▶ **Required work**
The answer is to be an exact copy of the lines below running from the line with "and command-line overrides." down to the line with "#[ortho_config(default = String::new())]", both ends included, and nothing more.

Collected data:
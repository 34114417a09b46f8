//! SSH liveness checks against a freshly launched instance.
//!
//! Probes are futures so a readiness wait can abandon an attempt that is
//! still running. Dropping a [`ProcessCommandRunner`] future kills the child.

use std::ffi::OsString;
use std::future::Future;
use std::pin::Pin;
use std::process::Stdio;

use camino::Utf8PathBuf;
use thiserror::Error;
use tokio::process::Command;

/// Boxed future returned by [`CommandRunner`] and [`SshProbe`].
pub type ProbeFuture<'a, T> = Pin<Box<dyn Future<Output = Result<T, ProbeError>> + Send + 'a>>;

/// Result of running an external command.
#[derive(Clone, Debug, Eq, PartialEq)]
pub struct CommandOutput {
    /// Exit code reported by the process, if available.
    pub code: Option<i32>,
    /// Captured standard output.
    pub stdout: String,
    /// Captured standard error.
    pub stderr: String,
}

impl CommandOutput {
    /// Returns `true` when the exit code equals zero.
    #[must_use]
    pub const fn is_success(&self) -> bool {
        matches!(self.code, Some(0))
    }
}

/// Abstraction over command execution to support fakes in tests.
pub trait CommandRunner {
    /// Runs `program` with the given arguments, capturing stdout and stderr.
    ///
    /// The returned future resolves with [`ProbeError::Spawn`] if the command
    /// cannot be started.
    fn run<'a>(
        &'a self,
        program: &'a str,
        args: &'a [OsString],
    ) -> ProbeFuture<'a, CommandOutput>;
}

/// Real command runner that spawns host processes on the tokio runtime.
#[derive(Clone, Debug, Default)]
pub struct ProcessCommandRunner;

impl CommandRunner for ProcessCommandRunner {
    fn run<'a>(
        &'a self,
        program: &'a str,
        args: &'a [OsString],
    ) -> ProbeFuture<'a, CommandOutput> {
        Box::pin(async move {
            let output = Command::new(program)
                .args(args)
                .stdin(Stdio::null())
                .kill_on_drop(true)
                .output()
                .await
                .map_err(|err| ProbeError::Spawn {
                    program: program.to_owned(),
                    message: err.to_string(),
                })?;

            Ok(CommandOutput {
                code: output.status.code(),
                stdout: String::from_utf8_lossy(&output.stdout).into_owned(),
                stderr: String::from_utf8_lossy(&output.stderr).into_owned(),
            })
        })
    }
}

/// Errors raised by a single readiness probe.
#[derive(Clone, Debug, Error, Eq, PartialEq)]
pub enum ProbeError {
    /// Raised when the probe command cannot be started.
    #[error("failed to spawn {program}: {message}")]
    Spawn {
        /// Program that failed to start.
        program: String,
        /// Error message from the OS.
        message: String,
    },
    /// Raised when the handshake or the remote command fails.
    #[error("ssh probe {status}: {stderr}")]
    Rejected {
        /// Exit status description.
        status: String,
        /// Captured standard error, trimmed.
        stderr: String,
    },
}

/// Where and as whom to probe.
#[derive(Clone, Debug, Eq, PartialEq)]
pub struct SshTarget {
    /// Login user.
    pub user: String,
    /// Host name or IP address.
    pub host: String,
    /// Private key used for authentication.
    pub identity_file: Utf8PathBuf,
}

/// A single authenticated SSH round trip.
pub trait SshProbe {
    /// Attempts to log in and run a trivial command. The future resolves
    /// with a [`ProbeError`] when the host is not yet usable.
    fn probe<'a>(&'a self, target: &'a SshTarget) -> ProbeFuture<'a, ()>;
}

const SSH_PROGRAM: &str = "ssh";
const CONNECT_TIMEOUT_SECS: u32 = 10;
const READY_COMMAND: [&str; 2] = ["echo", "ssh-ready"];

/// Probe backed by the system `ssh` client.
#[derive(Clone, Debug)]
pub struct SshCommandProbe<R: CommandRunner> {
    runner: R,
}

impl SshCommandProbe<ProcessCommandRunner> {
    /// Creates a probe that spawns real `ssh` processes.
    #[must_use]
    pub const fn with_process_runner() -> Self {
        Self::new(ProcessCommandRunner)
    }
}

impl<R: CommandRunner> SshCommandProbe<R> {
    /// Creates a probe using the provided runner.
    #[must_use]
    pub const fn new(runner: R) -> Self {
        Self { runner }
    }

    /// Builds the argument list passed to `ssh`. Host keys are not verified
    /// because every instance is new, and interactive prompts are disabled.
    #[must_use]
    pub fn build_args(target: &SshTarget) -> Vec<OsString> {
        let mut args: Vec<OsString> = vec![
            OsString::from("-o"),
            OsString::from("StrictHostKeyChecking=no"),
            OsString::from("-o"),
            OsString::from("UserKnownHostsFile=/dev/null"),
            OsString::from("-o"),
            OsString::from(format!("ConnectTimeout={CONNECT_TIMEOUT_SECS}")),
            OsString::from("-o"),
            OsString::from("BatchMode=yes"),
            OsString::from("-i"),
            OsString::from(target.identity_file.as_str()),
            OsString::from(format!("{}@{}", target.user, target.host)),
        ];
        args.extend(READY_COMMAND.into_iter().map(OsString::from));
        args
    }
}

impl<R: CommandRunner + Sync> SshProbe for SshCommandProbe<R> {
    fn probe<'a>(&'a self, target: &'a SshTarget) -> ProbeFuture<'a, ()> {
        Box::pin(async move {
            let args = Self::build_args(target);
            let output = self.runner.run(SSH_PROGRAM, &args).await?;
            if output.is_success() {
                return Ok(());
            }

            Err(ProbeError::Rejected {
                status: output
                    .code
                    .map_or_else(|| String::from("terminated by signal"), |code| {
                        format!("exited with status {code}")
                    }),
                stderr: output.stderr.trim().to_owned(),
            })
        })
    }
}
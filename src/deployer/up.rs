//! The `up` state machine: key bootstrap, launch, address wait, SSH wait.

use tracing::{debug, info, warn};

use crate::keys::{KeyPaths, generate_key_pair};
use crate::probe::{SshProbe, SshTarget};
use crate::provider::{LaunchRequest, Provider};
use crate::wait::{WaitError, poll_until};

use super::{DeployerError, LambdaDeployer};

impl<P, S> LambdaDeployer<P, S>
where
    P: Provider,
    S: SshProbe,
{
    /// Provisions one instance and waits until it accepts SSH.
    ///
    /// Every call derives a fresh identity and launches a new instance.
    pub(super) async fn run_up(&mut self) -> Result<(), DeployerError<P::Error>> {
        self.preflight()?;
        self.session.finalize((self.clock)());
        let paths = self.key_paths();

        let key_name = self.bootstrap_key(&paths).await?;

        let identity = self.session.identity();
        info!(
            instance = identity,
            instance_type = %self.config.instance_type,
            region = %self.config.region,
            "launching instance"
        );
        let request = LaunchRequest::single(
            &self.config.region,
            &self.config.instance_type,
            &key_name,
            identity,
            &self.config.image,
        );
        let instance_id = self
            .provider
            .launch_instance(&request)
            .await
            .map_err(|source| DeployerError::Provider {
                operation: "launch instance",
                source,
            })?;
        info!(instance_id = %instance_id, "instance launched");

        let address = self.wait_for_address(&instance_id).await?;
        info!(instance_id = %instance_id, address = %address, "instance has a public address");

        self.wait_for_ssh(&address, &paths).await?;
        info!(
            instance = self.session.identity(),
            address = %address,
            "instance is up and SSH is available"
        );
        Ok(())
    }

    /// Returns the key name to launch with, generating and registering a key
    /// pair when none was configured.
    async fn bootstrap_key(
        &mut self,
        paths: &KeyPaths,
    ) -> Result<String, DeployerError<P::Error>> {
        if let Some(configured) = self.session.configured_key() {
            warn!(
                key = configured,
                "using existing SSH key; the matching private key must be available to ssh"
            );
            return Ok(configured.to_owned());
        }

        info!("no SSH key configured, generating one");
        let public_key = generate_key_pair(paths)?;
        let key_name = self.session.adopt_generated_key().to_owned();

        let keys = self
            .provider
            .list_keys()
            .await
            .map_err(|source| DeployerError::Provider {
                operation: "list SSH keys",
                source,
            })?;

        if keys.iter().any(|key| key.name == key_name) {
            info!(
                key = %key_name,
                private_key = %paths.private_key(),
                "SSH key already registered, assuming the matching private key is local"
            );
        } else {
            self.provider
                .add_key(&key_name, &public_key)
                .await
                .map_err(|source| DeployerError::Provider {
                    operation: "register SSH key",
                    source,
                })?;
            info!(key = %key_name, "registered SSH key");
        }

        Ok(key_name)
    }

    async fn wait_for_address(
        &self,
        instance_id: &str,
    ) -> Result<String, DeployerError<P::Error>> {
        info!(instance_id, "waiting for the instance to report an address");
        let provider = &self.provider;

        let outcome = poll_until(self.ip_policy, &self.wait, move |attempt| async move {
            let instances = match provider.list_instances().await {
                Ok(instances) => instances,
                Err(err) => {
                    warn!(attempt, error = %err, "failed to list instances");
                    return None;
                }
            };
            let Some(instance) = instances.iter().find(|inst| inst.id == instance_id) else {
                warn!(attempt, instance_id, "instance not found in list yet");
                return None;
            };
            let address = instance.address().map(str::to_owned);
            if address.is_none() {
                debug!(
                    attempt,
                    instance_id,
                    status = %instance.status,
                    "instance has no address yet"
                );
            }
            address
        })
        .await;

        outcome.map_err(|err| match err {
            WaitError::Exhausted { attempts } => DeployerError::AddressTimeout {
                instance_id: instance_id.to_owned(),
                attempts,
            },
            other => DeployerError::Interrupted {
                phase: "address",
                source: other,
            },
        })
    }

    async fn wait_for_ssh(
        &self,
        address: &str,
        paths: &KeyPaths,
    ) -> Result<(), DeployerError<P::Error>> {
        info!(address, "waiting for SSH to become available");
        let target = SshTarget {
            user: self.config.ssh_user.clone(),
            host: address.to_owned(),
            identity_file: paths.private_key(),
        };
        let probe = &self.probe;
        let target_ref = &target;

        let outcome = poll_until(self.ssh_policy, &self.wait, move |attempt| async move {
            match probe.probe(target_ref).await {
                Ok(()) => Some(()),
                Err(err) => {
                    debug!(attempt, error = %err, "SSH not ready yet");
                    None
                }
            }
        })
        .await;

        outcome.map_err(|err| match err {
            WaitError::Exhausted { attempts } => DeployerError::SshTimeout {
                address: address.to_owned(),
                attempts,
            },
            other => DeployerError::Interrupted {
                phase: "ssh",
                source: other,
            },
        })
    }
}
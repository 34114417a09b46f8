//! Command-line interface definitions for the `kubetest2-lambda` binary.
//!
//! This module centralises the clap parser structures so both the main binary
//! and the build script can reuse them when generating the manual page.

use clap::{Args, Parser};

/// Top-level CLI for the `kubetest2-lambda` binary.
#[derive(Debug, Parser)]
#[command(
    name = "kubetest2-lambda",
    about = "Provision and tear down a disposable Lambda AI instance for a test run",
    arg_required_else_help = true
)]
pub(crate) struct Cli {
    /// Run the build step (a no-op for this provider).
    #[arg(long)]
    pub(crate) build: bool,
    /// Launch an instance and wait until it accepts SSH.
    #[arg(long)]
    pub(crate) up: bool,
    /// Print `true` when the run's instance is active, `false` otherwise.
    #[arg(long)]
    pub(crate) is_up: bool,
    /// Terminate the run's instance and remove generated credentials.
    ///
    /// When combined with `--up`, teardown still runs if provisioning fails.
    #[arg(long)]
    pub(crate) down: bool,
    /// Print the kubeconfig path (not supported by this provider).
    #[arg(long)]
    pub(crate) kubeconfig: bool,
    /// Overrides for configuration loaded from files and the environment.
    #[command(flatten)]
    pub(crate) flags: DeployerFlags,
}

/// Per-invocation configuration overrides.
#[derive(Debug, Default, Args)]
pub(crate) struct DeployerFlags {
    /// Base name for the instance; a UTC timestamp is appended on `--up`.
    #[arg(long, value_name = "NAME")]
    pub(crate) instance_name: Option<String>,
    /// Region to launch in (for example `us-east-1`).
    #[arg(long, value_name = "REGION")]
    pub(crate) region: Option<String>,
    /// Instance type to launch (for example `gpu_1x_a100_sxm4`).
    #[arg(long, value_name = "TYPE")]
    pub(crate) instance_type: Option<String>,
    /// Image name to boot.
    #[arg(long, value_name = "IMAGE")]
    pub(crate) image: Option<String>,
    /// Name of an SSH key already registered with Lambda AI.
    ///
    /// When omitted, a key pair is generated for the run and removed on
    /// `--down`.
    #[arg(long, value_name = "NAME")]
    pub(crate) ssh_key: Option<String>,
    /// Login user for the SSH readiness check.
    #[arg(long, value_name = "USER")]
    pub(crate) ssh_user: Option<String>,
    /// Lambda AI API key. Prefer the `LAMBDA_AI_API_KEY` environment variable.
    #[arg(long, value_name = "KEY")]
    pub(crate) api_key: Option<String>,
}
//! Configuration loading via `ortho-config`.

use ortho_config::OrthoConfig;
use serde::Deserialize;
use thiserror::Error;

/// Environment variable holding the Lambda Cloud API key.
pub const API_KEY_ENV: &str = "LAMBDA_AI_API_KEY";

const CONFIG_FILE_NAME: &str = "kubetest2-lambda.toml";
const CONFIG_SECTION: &str = "lambda";

/// Deployer settings derived from defaults, configuration files, environment
/// variables, and command-line overrides.
#[derive(Clone, Debug, Deserialize, OrthoConfig, PartialEq, Eq)]
#[ortho_config(prefix = "LAMBDA_AI")]
pub struct DeployerConfig {
    /// Base name for the instance. Each `up` appends a UTC timestamp to form
    /// the run identity.
    #[ortho_config(default = "kubetest2-lambda".to_owned())]
    pub instance_name: String,
    /// Region the instance is launched in.
    #[ortho_config(default = "us-east-1".to_owned())]
    pub region: String,
    /// Instance type name (for example `gpu_1x_a100_sxm4`).
    #[ortho_config(default = "gpu_1x_a100_sxm4".to_owned())]
    pub instance_type: String,
    /// Image name passed to the launch call.
    #[ortho_config(default = "Lambda Stack 24.04".to_owned())]
    pub image: String,
    /// Name of an SSH key already registered with the provider. When unset a
    /// key pair is generated for the run.
    pub ssh_key: Option<String>,
    /// Login user for the readiness probe.
    #[ortho_config(default = "ubuntu".to_owned())]
    pub ssh_user: String,
    /// Bearer token for the Lambda Cloud API.
    #[ortho_config(default = String::new())]
    pub api_key: String,
}

/// Per-invocation overrides, usually sourced from CLI flags.
#[derive(Clone, Debug, Default, Eq, PartialEq)]
pub struct ConfigOverrides {
    /// Replaces [`DeployerConfig::instance_name`].
    pub instance_name: Option<String>,
    /// Replaces [`DeployerConfig::region`].
    pub region: Option<String>,
    /// Replaces [`DeployerConfig::instance_type`].
    pub instance_type: Option<String>,
    /// Replaces [`DeployerConfig::image`].
    pub image: Option<String>,
    /// Replaces [`DeployerConfig::ssh_key`].
    pub ssh_key: Option<String>,
    /// Replaces [`DeployerConfig::ssh_user`].
    pub ssh_user: Option<String>,
    /// Replaces [`DeployerConfig::api_key`].
    pub api_key: Option<String>,
}

/// Metadata for a configuration field, used to generate actionable error messages.
struct FieldMetadata {
    description: &'static str,
    env_var: &'static str,
    flag: &'static str,
    toml_key: &'static str,
}

impl FieldMetadata {
    const fn new(
        description: &'static str,
        env_var: &'static str,
        flag: &'static str,
        toml_key: &'static str,
    ) -> Self {
        Self {
            description,
            env_var,
            flag,
            toml_key,
        }
    }
}

impl DeployerConfig {
    fn require_field(value: &str, metadata: &FieldMetadata) -> Result<(), ConfigError> {
        if value.trim().is_empty() {
            return Err(ConfigError::MissingField(format!(
                "{}: set {}, pass {}, or add {} to [{}] in {}",
                metadata.description,
                metadata.env_var,
                metadata.flag,
                metadata.toml_key,
                CONFIG_SECTION,
                CONFIG_FILE_NAME
            )));
        }
        Ok(())
    }

    /// Loads configuration without attempting to parse CLI arguments. Values
    /// merge defaults, configuration files, and environment variables.
    ///
    /// # Errors
    ///
    /// Returns [`ConfigError::Parse`] when the merge fails.
    pub fn load_without_cli_args() -> Result<Self, ConfigError> {
        Self::load_from_iter([std::ffi::OsString::from("kubetest2-lambda")])
            .map_err(|err| ConfigError::Parse(err.to_string()))
    }

    /// Applies per-invocation overrides on top of the loaded values.
    #[must_use]
    pub fn with_overrides(self, overrides: ConfigOverrides) -> Self {
        Self {
            instance_name: overrides.instance_name.unwrap_or(self.instance_name),
            region: overrides.region.unwrap_or(self.region),
            instance_type: overrides.instance_type.unwrap_or(self.instance_type),
            image: overrides.image.unwrap_or(self.image),
            ssh_key: overrides.ssh_key.or(self.ssh_key),
            ssh_user: overrides.ssh_user.unwrap_or(self.ssh_user),
            api_key: overrides.api_key.unwrap_or(self.api_key),
        }
    }

    /// Returns the configured SSH key name, treating blank values as unset.
    #[must_use]
    pub fn ssh_key_name(&self) -> Option<&str> {
        self.ssh_key
            .as_deref()
            .map(str::trim)
            .filter(|name| !name.is_empty())
    }

    /// Ensures an API key is present before any remote call is attempted.
    ///
    /// # Errors
    ///
    /// Returns [`ConfigError::MissingField`] naming every way to supply the
    /// key when it is empty.
    pub fn require_api_key(&self) -> Result<(), ConfigError> {
        Self::require_field(
            &self.api_key,
            &FieldMetadata::new("Lambda AI API key", API_KEY_ENV, "--api-key", "api_key"),
        )
    }

    /// Performs semantic validation on the fields every lifecycle operation
    /// relies on. The API key is checked separately by
    /// [`DeployerConfig::require_api_key`] so read-only operations can run
    /// without it.
    ///
    /// # Errors
    ///
    /// Returns [`ConfigError::MissingField`] when a required field is blank.
    pub fn validate(&self) -> Result<(), ConfigError> {
        Self::require_field(
            &self.instance_name,
            &FieldMetadata::new(
                "instance name",
                "LAMBDA_AI_INSTANCE_NAME",
                "--instance-name",
                "instance_name",
            ),
        )?;
        Self::require_field(
            &self.region,
            &FieldMetadata::new("region", "LAMBDA_AI_REGION", "--region", "region"),
        )?;
        Self::require_field(
            &self.instance_type,
            &FieldMetadata::new(
                "instance type",
                "LAMBDA_AI_INSTANCE_TYPE",
                "--instance-type",
                "instance_type",
            ),
        )?;
        Self::require_field(
            &self.ssh_user,
            &FieldMetadata::new("SSH user", "LAMBDA_AI_SSH_USER", "--ssh-user", "ssh_user"),
        )?;
        Ok(())
    }
}

/// Errors raised during configuration loading and validation.
#[derive(Clone, Debug, Error, Eq, PartialEq)]
pub enum ConfigError {
    /// Indicates a required configuration field is empty or missing.
    #[error("missing configuration field: {0}")]
    MissingField(String),
    /// Surfaces errors from the `ortho-config` loader.
    #[error("configuration parsing failed: {0}")]
    Parse(String),
}

#[cfg(test)]
mod tests {
    use super::*;
    use crate::test_support::{EnvGuard, deployer_config};
    use rstest::rstest;

    #[tokio::test]
    async fn loader_applies_defaults_and_reads_api_key_from_env() {
        let _guard = EnvGuard::set_vars(&[(API_KEY_ENV, "from-env")]).await;
        let cfg = DeployerConfig::load_without_cli_args()
            .unwrap_or_else(|err| panic!("config should load: {err}"));
        assert_eq!(cfg.instance_name, "kubetest2-lambda");
        assert_eq!(cfg.region, "us-east-1");
        assert_eq!(cfg.instance_type, "gpu_1x_a100_sxm4");
        assert_eq!(cfg.image, "Lambda Stack 24.04");
        assert_eq!(cfg.ssh_user, "ubuntu");
        assert_eq!(cfg.api_key, "from-env");
    }

    #[test]
    fn missing_api_key_names_every_source() {
        let err = deployer_config("")
            .require_api_key()
            .expect_err("empty key should be rejected");
        let ConfigError::MissingField(ref message) = err else {
            panic!("expected MissingField, got {err:?}");
        };
        for needle in [API_KEY_ENV, "--api-key", "api_key", CONFIG_FILE_NAME] {
            assert!(message.contains(needle), "{needle} missing from: {message}");
        }
    }

    #[test]
    fn missing_field_message_reads_once() {
        let err = deployer_config("")
            .require_api_key()
            .expect_err("empty key should be rejected");
        let rendered = err.to_string();
        assert!(
            rendered.starts_with(
                "missing configuration field: Lambda AI API key: set LAMBDA_AI_API_KEY"
            ),
            "rendered: {rendered}"
        );
        assert_eq!(rendered.matches("missing").count(), 1, "rendered: {rendered}");
    }

    #[rstest]
    #[case(|cfg: &mut DeployerConfig| cfg.instance_name.clear(), "LAMBDA_AI_INSTANCE_NAME")]
    #[case(|cfg: &mut DeployerConfig| cfg.region = String::from("  "), "LAMBDA_AI_REGION")]
    #[case(|cfg: &mut DeployerConfig| cfg.instance_type.clear(), "LAMBDA_AI_INSTANCE_TYPE")]
    #[case(|cfg: &mut DeployerConfig| cfg.ssh_user.clear(), "LAMBDA_AI_SSH_USER")]
    fn validate_rejects_blank_fields(
        #[case] mutate: fn(&mut DeployerConfig),
        #[case] env_var: &str,
    ) {
        let mut cfg = deployer_config("");
        mutate(&mut cfg);
        let err = cfg.validate().expect_err("blank field should fail");
        assert!(err.to_string().contains(env_var), "unexpected: {err}");
    }

    #[test]
    fn overrides_replace_only_supplied_values() {
        let cfg = deployer_config("").with_overrides(ConfigOverrides {
            region: Some(String::from("us-west-2")),
            api_key: Some(String::from("secret")),
            ..ConfigOverrides::default()
        });
        assert_eq!(cfg.region, "us-west-2");
        assert_eq!(cfg.api_key, "secret");
        assert_eq!(cfg.instance_name, "kubetest2-lambda");
    }

    #[rstest]
    #[case(None, None)]
    #[case(Some(""), None)]
    #[case(Some("   "), None)]
    #[case(Some("ci-key"), Some("ci-key"))]
    fn ssh_key_name_treats_blank_as_unset(
        #[case] configured: Option<&str>,
        #[case] expected: Option<&str>,
    ) {
        let cfg = DeployerConfig {
            ssh_key: configured.map(str::to_owned),
            ..deployer_config("")
        };
        assert_eq!(cfg.ssh_key_name(), expected);
    }
}
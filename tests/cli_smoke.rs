//! Behavioural smoke tests for the CLI entrypoint.
//!
//! None of these reach the network: each either fails before the first API
//! call or runs a step that makes no calls at all.

use assert_cmd::cargo::cargo_bin_cmd;
use predicates::str::contains;
use tempfile::TempDir;

fn isolated_cmd(workdir: &TempDir) -> assert_cmd::Command {
    let mut cmd = cargo_bin_cmd!("kubetest2-lambda");
    cmd.current_dir(workdir.path())
        .env("HOME", workdir.path())
        .env("XDG_CONFIG_HOME", workdir.path())
        .env_remove("LAMBDA_AI_API_KEY")
        .env_remove("LAMBDA_AI_SSH_KEY");
    cmd
}

fn workdir() -> TempDir {
    TempDir::new().unwrap_or_else(|err| panic!("tempdir: {err}"))
}

#[test]
fn cli_without_actions_prints_usage() {
    let dir = workdir();
    isolated_cmd(&dir)
        .assert()
        .failure()
        .stderr(contains("Usage"));
}

#[test]
fn cli_up_without_api_key_names_every_source() {
    let dir = workdir();
    isolated_cmd(&dir)
        .arg("--up")
        .assert()
        .failure()
        .code(1)
        .stderr(contains("LAMBDA_AI_API_KEY"))
        .stderr(contains("--api-key"));
}

#[test]
fn cli_kubeconfig_is_reported_as_unsupported() {
    let dir = workdir();
    isolated_cmd(&dir)
        .arg("--kubeconfig")
        .assert()
        .failure()
        .code(1)
        .stdout("")
        .stderr(contains("kubeconfig is not supported by the Lambda AI deployer"));
}

#[test]
fn cli_build_is_a_successful_no_op() {
    let dir = workdir();
    isolated_cmd(&dir).arg("--build").assert().success().stdout("");
}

▶ **Answer for the task**
/// variables, and command-line overrides.
#[derive(Clone, Debug, Deserialize, OrthoConfig, PartialEq, Eq)]
#[ortho_config(prefix = "LAMBDA_AI")]
pub struct DeployerConfig {
    /// Base name for the instance. Each `up` appends a UTC timestamp to form
    /// the run identity.
    #[ortho_config(default = "kubetest2-lambda".to_owned())]
    pub instance_name: String,
    /// Region the instance is launched in.
    #[ortho_config(default = "us-east-1".to_owned())]
    pub region: String,
    /// Instance type name (for example `gpu_1x_a100_sxm4`).
    #[ortho_config(default = "gpu_1x_a100_sxm4".to_owned())]
    pub instance_type: String,
    /// Image name passed to the launch call.
    #[ortho_config(default = "Lambda Stack 24.04".to_owned())]
    pub image: String,
    /// Name of an SSH key already registered with the provider. When unset a
    /// key pair is generated for the run.
    pub ssh_key: Option<String>,
    /// Login user for the readiness probe.
    #[ortho_config(default = "ubuntu".to_owned())]
    pub ssh_user: String,
    /// Bearer token for the Lambda Cloud API.
    #[ortho_config(default = String::new())]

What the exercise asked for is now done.